My feelings to start:
@ChubbyRain said:
The formula for an effective hate card is complicated. The best hate cards are typically broad enough that they can be used effectively against fair percentage of the metagame, thereby justifying their SB slot
I want to call out, I think anything that could be called a hate card is really the wrong approach entirely and rarely works. (Grafdigger's Cage and Containment Priest probably worked, credit where credit is due).

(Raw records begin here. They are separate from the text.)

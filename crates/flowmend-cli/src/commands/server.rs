//! `flowmend server` — Start the Flowmend HTTP backend server.

pub async fn run(host: String, port: u16) -> Result<(), String> {
    let config = flowmend_server::ServerConfig {
        host: host.clone(),
        port,
    };

    println!("Starting Flowmend server on {}:{}...", host, port);

    let addr = flowmend_server::start_server(config).await?;
    println!("Flowmend server listening on http://{}", addr);

    // Keep the process running until interrupted
    tokio::signal::ctrl_c()
        .await
        .map_err(|e| format!("Failed to listen for Ctrl+C: {}", e))?;

    println!("\nShutting down...");
    Ok(())
}
//! Typed records exchanged between agents.
//!
//! These are the structured shapes the agents instruct the completion
//! service to emit. Parsing is always lenient (`#[serde(default)]` on
//! everything optional) because the producer is a text generator, not a
//! schema-aware peer.

use std::collections::HashMap;

use serde::{Deserialize, Serialize};

/// Structured description of a business process extracted from free text.
#[derive(Debug, Clone, Default, Serialize, Deserialize)]
pub struct ProcessDescription {
    #[serde(default)]
    pub name: String,
    #[serde(default)]
    pub steps: Vec<String>,
    #[serde(default)]
    pub inputs: Vec<String>,
    #[serde(default)]
    pub outputs: Vec<String>,
    #[serde(default)]
    pub pain_points: Vec<String>,
    #[serde(default)]
    pub metrics: HashMap<String, String>,
    #[serde(default)]
    pub goal: Option<String>,
}

impl ProcessDescription {
    /// A description with no name or no steps cannot drive the pipeline;
    /// the orchestrator pauses for clarification on it.
    pub fn is_incomplete(&self) -> bool {
        self.name.trim().is_empty() || self.steps.is_empty()
    }
}

/// A suspected bottleneck in a process, plus what we'd need to confirm it.
#[derive(Debug, Clone, Serialize, Deserialize)]
pub struct BottleneckHypothesis {
    pub location: String,
    pub reason_hypothesis: String,
    #[serde(default)]
    pub info_needed: Vec<String>,
}

/// Confidence level attached to retrieved information.
#[derive(Debug, Clone, Copy, PartialEq, Eq, Serialize, Deserialize)]
pub enum Confidence {
    High,
    Medium,
    Low,
}

impl Confidence {
    pub fn as_str(&self) -> &'static str {
        match self {
            Self::High => "High",
            Self::Medium => "Medium",
            Self::Low => "Low",
        }
    }

    /// Lenient label parse — the model does not always match case.
    pub fn from_label(s: &str) -> Option<Self> {
        match s.trim().to_lowercase().as_str() {
            "high" => Some(Self::High),
            "medium" => Some(Self::Medium),
            "low" => Some(Self::Low),
            _ => None,
        }
    }
}

/// How relevant a piece of retrieved information is to the bottleneck.
#[derive(Debug, Clone, Copy, PartialEq, Eq, Serialize, Deserialize)]
pub enum Relevance {
    Direct,
    Indirect,
    None,
}

impl Relevance {
    pub fn as_str(&self) -> &'static str {
        match self {
            Self::Direct => "Direct",
            Self::Indirect => "Indirect",
            Self::None => "None",
        }
    }

    pub fn from_label(s: &str) -> Option<Self> {
        match s.trim().to_lowercase().as_str() {
            "direct" => Some(Self::Direct),
            "indirect" => Some(Self::Indirect),
            "none" => Some(Self::None),
            _ => None,
        }
    }
}

/// Externally-sourced information after retrieval and verification.
///
/// Retrieval never fails outright: the worst case is a record with
/// `confidence: Low` and an apologetic summary.
#[derive(Debug, Clone, Serialize, Deserialize)]
pub struct VerifiedInformation {
    pub query: String,
    #[serde(default)]
    pub sources: Vec<String>,
    pub summary: String,
    pub confidence: Confidence,
    pub relevance: Relevance,
}

/// A single proposed change to the process.
#[derive(Debug, Clone, Serialize, Deserialize)]
pub struct ProposedImprovement {
    #[serde(default)]
    pub step_number: Option<u32>,
    pub description: String,
    #[serde(default)]
    pub expected_impact: String,
    #[serde(default)]
    pub tools_or_tech: Vec<String>,
    #[serde(default)]
    pub actors_involved: Vec<String>,
}

/// The redesigned process with its improvements applied.
#[derive(Debug, Clone, Serialize, Deserialize)]
pub struct ImprovedProcess {
    pub name: String,
    pub original_process: ProcessDescription,
    #[serde(default)]
    pub improvements: Vec<ProposedImprovement>,
    #[serde(default)]
    pub improved_steps: Vec<String>,
    #[serde(default)]
    pub summary_of_changes: String,
}

/// A generated BPMN diagram plus its per-node documentation.
#[derive(Debug, Clone, Default, Serialize, Deserialize)]
pub struct DiagramResult {
    #[serde(default)]
    pub diagram_data: String,
    #[serde(default)]
    pub diagram_name: String,
    #[serde(default)]
    pub diagram_description: String,
    #[serde(default)]
    pub detail_descriptions: HashMap<String, String>,
}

When I think of good printings that solved real vintage problems without restrictions, I think of the aforementioned Dack Fayden "solving" Tinker, Delver of Secrets dethroning the glut of Jace, the Mind Sculptor + Dark Confidant decks, and the evidence today that the best single card against Workshop decks isn't Energy Flux, it's Oath of Druids. Gifts Ungiven got people to stop arguing for the restriction of Goblin Welder (believe it or not a LOT of people argued for that VERY loudly), but there are people who probably preferred playing against Slaver. None of these cards single handedly made a bad metagame a great one, but I think they all did more good than harm.
This hasn't really happened too many times in vintage, but when it has, it happened without trying, and I think it could be engineered. What all of these cards have in common is that they're not hate cards at all, they're generally useful cards that contribute to a deck's "Plan A", and just happen to have some form of strategic superiority over another deck.
Hate cards basically all have the same set of problems. I'm dipping into deckbuilding strategy here, and this might seem obvious, but bear with me.
In order for a card to help you win a game of magic, it has to generate an advantage.
In order for a card to generate an advantage, it has to cost you less than it costs your opponent.
I don't mean this in the strictly literal mana sense (though that is important), but rather your spend across all of your resources, both in the game and in the meta-game of deckbuilding. If you Lightning Bolt a Young Pyromancer after they've made 2 tokens, you're behind on that trade. That trade can still be correct, but only if you have a deck that can so sufficiently handle 2 Elementals on the board that it's worth losing a card over -
that advantage doesn't come from nowhere, it has to be somewhere else in the deck, you have to have already spent the cost in card-slots to run it.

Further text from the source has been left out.